Since the media industry is what optimists call “going through a period of transition” and pessimists call “in the shitter,” arts journalists have increasingly found themselves losing their jobs, and, whether on staff or freelance, working harder for less money. Nothing about this is new and it seems unlikely as far as I can tell, that things will change much for the next five to ten years.
But what I’ve come to realize lately is that under these circumstances, arts journalists are starting to look more and more like artists in terms of the piecemeal way that they are scratching out their existences in order to practice their craft. Like the actor who waits tables for a living or the folk singer who temps in a law office to make ends meet, these days, journos are having to hold down all manner of part- and full-time jobs that have nothing to do with the media in order to continue doing what until a few years ago would have been regarded as a profession. Now, arts journalism is for many a vocational sideline.
With the non-profit model becoming increasingly common among news organizations, the arts-journalist-as-artist concept is similarly taking shape. But the tricky part of this is that while there are lots of mechanisms in place to support the work of artists through residencies and grant-making programs, society hasn’t caught up yet with the notion that the people who cover the arts also need this kind of support these days to practice their craft. There are a few isolated financial opportunities for arts journalists out there such as the very enlightened Warhol Foundation funding for members of the visual arts media. (If you cover music, dance or other artforms, the Warhol Foundation can’t help you, though.)

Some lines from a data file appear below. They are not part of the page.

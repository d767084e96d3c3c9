//! Overlapping text chunker and the supported-file filter.
//!
//! Splits document text into ordered segments of at most `chunk_size`
//! characters, where consecutive segments share `chunk_overlap` characters
//! of context. All lengths are counted in Unicode scalar values, so a
//! segment boundary never bisects a UTF-8 sequence.
//!
//! # Strategies
//!
//! - [`SplitStrategy::Window`] (default): a fixed window of `chunk_size`
//!   characters slides forward by `step = chunk_size - chunk_overlap`
//!   until the window start reaches the end of the text. The last chunks
//!   may be shorter than `chunk_size`.
//! - [`SplitStrategy::Recursive`]: prefers paragraph, then line, then word
//!   boundaries, falling back to single characters. Pieces are merged up to
//!   `chunk_size` and each chunk carries up to `chunk_overlap` characters of
//!   the previous one.
//!
//! Both strategies return the whole text as a single chunk when it fits.
//!
//! # Example
//!
//! ```rust
//! use repo_rag_core::chunk::split_text;
//!
//! let chunks = split_text("abcdefghij", 4, 2).unwrap();
//! assert_eq!(chunks, vec!["abcd", "cdef", "efgh", "ghij", "ij"]);
//! ```

use std::collections::VecDeque;
use std::path::Path;

use chrono::{DateTime, Utc};
use serde::Deserialize;
use sha2::{Digest, Sha256};

use crate::error::{RagError, Result};
use crate::models::{Chunk, DocumentRef};

/// File extensions the indexing pipeline accepts (code, markup, config,
/// text, and notebook formats). Compared case-insensitively.
pub const SUPPORTED_EXTENSIONS: &[&str] = &[
    "py", "html", "js", "md", "txt", "json", "yaml", "yml", "css", "java", "c", "cpp", "rb", "go",
    "rs", "ts", "tsx", "jsx", "xml", "ini", "cfg", "toml", "docx", "csv", "ipynb",
];

/// Separators tried in order by the recursive splitter.
const RECURSIVE_SEPARATORS: &[&str] = &["\n\n", "\n", " ", ""];

/// Validated chunk size and overlap.
#[derive(Debug, Clone, Copy, PartialEq, Eq)]
pub struct ChunkParams {
    chunk_size: usize,
    chunk_overlap: usize,
}

impl ChunkParams {
    /// Validate `chunk_size > 0` and `chunk_overlap < chunk_size`.
    ///
    /// An overlap equal to or larger than the size would give the window
    /// a non-positive step, so it is rejected up front.
    pub fn new(chunk_size: usize, chunk_overlap: usize) -> Result<Self> {
        if chunk_size == 0 {
            return Err(RagError::config("chunk_size must be > 0"));
        }
        if chunk_overlap >= chunk_size {
            return Err(RagError::Config(format!(
                "chunk_overlap ({}) must be smaller than chunk_size ({})",
                chunk_overlap, chunk_size
            )));
        }
        Ok(Self {
            chunk_size,
            chunk_overlap,
        })
    }

    pub fn chunk_size(&self) -> usize {
        self.chunk_size
    }

    pub fn chunk_overlap(&self) -> usize {
        self.chunk_overlap
    }

    /// Window advance per chunk. Always at least 1.
    pub fn step(&self) -> usize {
        self.chunk_size - self.chunk_overlap
    }
}

/// How text is cut into chunks.
#[derive(Debug, Clone, Copy, Default, PartialEq, Eq, Deserialize)]
#[serde(rename_all = "lowercase")]
pub enum SplitStrategy {
    #[default]
    Window,
    Recursive,
}

/// Split `text` with a sliding character window.
///
/// Fails with [`RagError::Config`] when `chunk_overlap >= chunk_size`.
pub fn split_text(text: &str, chunk_size: usize, chunk_overlap: usize) -> Result<Vec<String>> {
    let params = ChunkParams::new(chunk_size, chunk_overlap)?;
    Ok(split_window(text, &params))
}

/// Split `text` using the given strategy.
pub fn split(text: &str, params: &ChunkParams, strategy: SplitStrategy) -> Vec<String> {
    match strategy {
        SplitStrategy::Window => split_window(text, params),
        SplitStrategy::Recursive => split_recursive(text, params),
    }
}

/// Fixed-window split; the fallback contract every strategy honors.
pub fn split_window(text: &str, params: &ChunkParams) -> Vec<String> {
    // Byte offset of every char, plus the end of the text.
    let bounds: Vec<usize> = text
        .char_indices()
        .map(|(i, _)| i)
        .chain(std::iter::once(text.len()))
        .collect();
    let char_count = bounds.len() - 1;

    if char_count <= params.chunk_size() {
        return vec![text.to_string()];
    }

    let mut chunks = Vec::with_capacity(char_count / params.step() + 1);
    let mut start = 0;
    while start < char_count {
        let end = (start + params.chunk_size()).min(char_count);
        chunks.push(text[bounds[start]..bounds[end]].to_string());
        start += params.step();
    }
    chunks
}

/// Boundary-aware split that prefers paragraphs, then lines, then words.
pub fn split_recursive(text: &str, params: &ChunkParams) -> Vec<String> {
    if char_len(text) <= params.chunk_size() {
        return vec![text.to_string()];
    }
    split_on_separators(text, RECURSIVE_SEPARATORS, params)
}

fn split_on_separators(text: &str, separators: &[&str], params: &ChunkParams) -> Vec<String> {
    let idx = separators
        .iter()
        .position(|sep| sep.is_empty() || text.contains(sep))
        .unwrap_or(separators.len().saturating_sub(1));
    let sep = separators.get(idx).copied().unwrap_or("");
    let finer = &separators[(idx + 1).min(separators.len())..];

    let pieces: Vec<String> = if sep.is_empty() {
        text.chars().map(String::from).collect()
    } else {
        text.split(sep)
            .filter(|s| !s.is_empty())
            .map(String::from)
            .collect()
    };

    let mut chunks = Vec::new();
    let mut fitting: Vec<String> = Vec::new();
    for piece in pieces {
        if char_len(&piece) < params.chunk_size() {
            fitting.push(piece);
            continue;
        }
        if !fitting.is_empty() {
            chunks.extend(merge_pieces(&fitting, sep, params));
            fitting.clear();
        }
        if finer.is_empty() {
            chunks.push(piece);
        } else {
            chunks.extend(split_on_separators(&piece, finer, params));
        }
    }
    if !fitting.is_empty() {
        chunks.extend(merge_pieces(&fitting, sep, params));
    }
    chunks
}

/// Greedily join pieces up to `chunk_size`, keeping a tail of at most
/// `chunk_overlap` characters as the start of the next chunk.
fn merge_pieces(pieces: &[String], sep: &str, params: &ChunkParams) -> Vec<String> {
    let sep_len = char_len(sep);
    let mut merged = Vec::new();
    let mut current: VecDeque<&str> = VecDeque::new();
    let mut total = 0usize;

    for piece in pieces {
        let len = char_len(piece);
        if !current.is_empty() && total + len + sep_len > params.chunk_size() {
            push_joined(&mut merged, &current, sep);
            while total > params.chunk_overlap()
                || (total > 0 && total + len + sep_len > params.chunk_size())
            {
                let had_many = current.len() > 1;
                let Some(first) = current.pop_front() else {
                    break;
                };
                let freed = if had_many { char_len(first) + sep_len } else { char_len(first) };
                total -= freed;
            }
        }
        current.push_back(piece);
        total += if current.len() > 1 { len + sep_len } else { len };
    }
    if !current.is_empty() {
        push_joined(&mut merged, &current, sep);
    }
    merged
}

fn push_joined(out: &mut Vec<String>, parts: &VecDeque<&str>, sep: &str) {
    let joined = parts.iter().copied().collect::<Vec<_>>().join(sep);
    let trimmed = joined.trim();
    if !trimmed.is_empty() {
        out.push(trimmed.to_string());
    }
}

fn char_len(s: &str) -> usize {
    s.chars().count()
}

/// Chunk a document into [`Chunk`]s with contiguous indices from 0.
pub fn chunk_document(
    doc: &DocumentRef,
    params: &ChunkParams,
    strategy: SplitStrategy,
    now: DateTime<Utc>,
) -> Vec<Chunk> {
    split(&doc.content, params, strategy)
        .into_iter()
        .enumerate()
        .map(|(chunk_index, text)| Chunk {
            source_path: doc.source_path.clone(),
            chunk_index,
            text,
            created_at: now,
        })
        .collect()
}

/// Whether `path` has an extension on the allow-list.
pub fn is_supported(path: &str) -> bool {
    Path::new(path)
        .extension()
        .and_then(|ext| ext.to_str())
        .map(|ext| {
            let ext = ext.to_ascii_lowercase();
            SUPPORTED_EXTENSIONS.contains(&ext.as_str())
        })
        .unwrap_or(false)
}

/// File extension including the leading dot, or an empty string.
pub fn extension_of(path: &str) -> String {
    Path::new(path)
        .extension()
        .and_then(|ext| ext.to_str())
        .map(|ext| format!(".{}", ext))
        .unwrap_or_default()
}

/// SHA-256 hex digest of a document's content.
pub fn content_hash(text: &str) -> String {
    let mut hasher = Sha256::new();
    hasher.update(text.as_bytes());
    format!("{:x}", hasher.finalize())
}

But in general, arts journalists are slipping through the funding cracks: Arts funders typically don’t fund arts journalism; they want to support artists exclusively. And media-oriented foundations and fellowship programs seem to be far more interested in supporting areas like investigative, education, science and political journalism as well as media entities that serve underprivileged communities than getting behind arts journalists.
It is the nature of the world that some professions are no longer useful to society and therefore become extinct. For example, pianists used to make a good living as employees of cinemas, playing for silent films, but this job barely exists today. It’s going to take a lot of educating to make people see that quality journalism – and quality arts journalism in particular – still have value in today’s world. But there’s no guarantee that this will happen. If the funding mechanisms necessary for supporting the profession don’t develop soonish, it won’t be long before arts coverage is solely practiced by moonlighting waiters and nighttime corporate security guards. But unlike their colleagues in the novel writing, standup comedy and singer-songwriter worlds, it’s unlikely, at least in the present situation, that these hobbyist arts junkies will have even the small light of grants, fellowships, residencies and other forms of patronage to sustain them through the dark hours.